2 to 4 p.m., Sunday, Feb. 13
Pauley Ballroom, Martin Luther King Jr. Student Union, UC Berkeley
Speakers will include:
* Robert Birgeneau, UC Berkeley chancellor
* Peng Keyu, Chinese consul general, San Francisco
* Theodore Slaman, professor and chair, UC Berkeley Department of Mathematics
* David Eisenbud, director, Mathematical Sciences Research Institute
* Isadore Singer, professor of mathematics, MIT
* Robert Uomini, software developer and former student of Chern's
* Jim Simons, president, Renaissance Technologies, and contributor to MSRI
* Calvin Moore, Hung-Hsi Wu and Alan Weinstein, UC Berkeley math professors
Chern's daughter and son, May Chu and Paul Chern, also will be in attendance.
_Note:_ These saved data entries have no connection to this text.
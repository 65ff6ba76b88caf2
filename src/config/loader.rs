use std::fs;
use std::path::{Path, PathBuf};

use super::core::DoctransConfig;
use crate::core::errors::{DoctransError, Result};

/// File name searched for in the working directory and its ancestors
pub const CONFIG_FILE_NAME: &str = ".doctrans.toml";

const MAX_TRAVERSAL_DEPTH: usize = 10;

/// Parse a TOML configuration document
pub fn parse_config(contents: &str) -> Result<DoctransConfig> {
    toml::from_str::<DoctransConfig>(contents)
        .map_err(|e| DoctransError::Config(format!("Failed to parse {CONFIG_FILE_NAME}: {e}")))
}

/// Read and parse the configuration file at `path`
pub fn read_config(path: &Path) -> Result<DoctransConfig> {
    let contents = fs::read_to_string(path).map_err(|e| {
        DoctransError::Config(format!("Failed to read {}: {e}", path.display()))
    })?;
    parse_config(&contents)
}

fn try_load_config_from_path(config_path: &Path) -> Option<DoctransConfig> {
    let contents = match fs::read_to_string(config_path) {
        Ok(contents) => contents,
        Err(e) => {
            // Only log actual errors, not "file not found"
            if e.kind() != std::io::ErrorKind::NotFound {
                log::warn!("Failed to read config file {}: {}", config_path.display(), e);
            }
            return None;
        }
    };

    match parse_config(&contents) {
        Ok(config) => {
            log::debug!("Loaded config from {}", config_path.display());
            Some(config)
        }
        Err(e) => {
            log::warn!("{}. Using defaults.", e);
            Some(DoctransConfig::default())
        }
    }
}

/// Directory ancestors of `start`, itself included, up to `max_depth` entries
pub fn directory_ancestors(start: PathBuf, max_depth: usize) -> impl Iterator<Item = PathBuf> {
    std::iter::successors(Some(start), |dir| {
        let mut parent = dir.clone();
        if parent.pop() {
            Some(parent)
        } else {
            None
        }
    })
    .take(max_depth)
}

/// Configuration from an explicit path, else from the nearest
/// `.doctrans.toml`, else the defaults.
///
/// Unreadable or invalid files log a warning and fall back to defaults.
pub fn load_config(explicit: Option<&Path>) -> DoctransConfig {
    if let Some(path) = explicit {
        return match read_config(path) {
            Ok(config) => {
                log::debug!("Loaded config from {}", path.display());
                config
            }
            Err(e) => {
                log::warn!("{}. Using defaults.", e);
                DoctransConfig::default()
            }
        };
    }

    let current = match std::env::current_dir() {
        Ok(dir) => dir,
        Err(e) => {
            log::warn!("Failed to get current directory: {}. Using default config.", e);
            return DoctransConfig::default();
        }
    };
    load_config_from(current)
}

/// Search `start` and its ancestors for `.doctrans.toml`
pub fn load_config_from(start: PathBuf) -> DoctransConfig {
    directory_ancestors(start, MAX_TRAVERSAL_DEPTH)
        .map(|dir| dir.join(CONFIG_FILE_NAME))
        .find_map(|path| try_load_config_from_path(&path))
        .unwrap_or_else(|| {
            log::debug!(
                "No config found after checking {} directories. Using default config.",
                MAX_TRAVERSAL_DEPTH
            );
            DoctransConfig::default()
        })
}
Already a well-known mathematician when he joined the UC Berkeley faculty in 1960, Chern was famous for his generosity and kindness. Students loved him, and one, Robert Uomini, later endowed a professorship in his name after winning the California lottery. After Chern's retirement from UC Berkeley in 1979, he went on to co-found and serve as first director of the Mathematical Sciences Research Institute (MSRI), the largest and most prominent math institute in the world.
Chern also was a generous donor to MSRI. A major gift from Chern sparked MSRI's successful recent campaign to expand its building, and when he was honored last year with Hong Kong's $1 million Shaw Prize for Mathematics, he gave MSRI another large gift from the proceeds. The UC Berkeley building housing the institute he directed from 1981 until 1984 will be named Chern Hall upon the completion of a new addition in late 2005.
Chern is considered one of the greatest geometers of the 20th century, having resurrected the field of differential geometry, which deals with the mathematical description of geometric figures. He turned it into a vibrant area of study delving into the geometry of many dimensions and merging ultimately with the study of algebraic geometry and topology. Today, the fields on which he had the greatest impact -- global differential geometry and complex algebraic geometry -- are fundamental to many areas of mathematics and theoretical physics.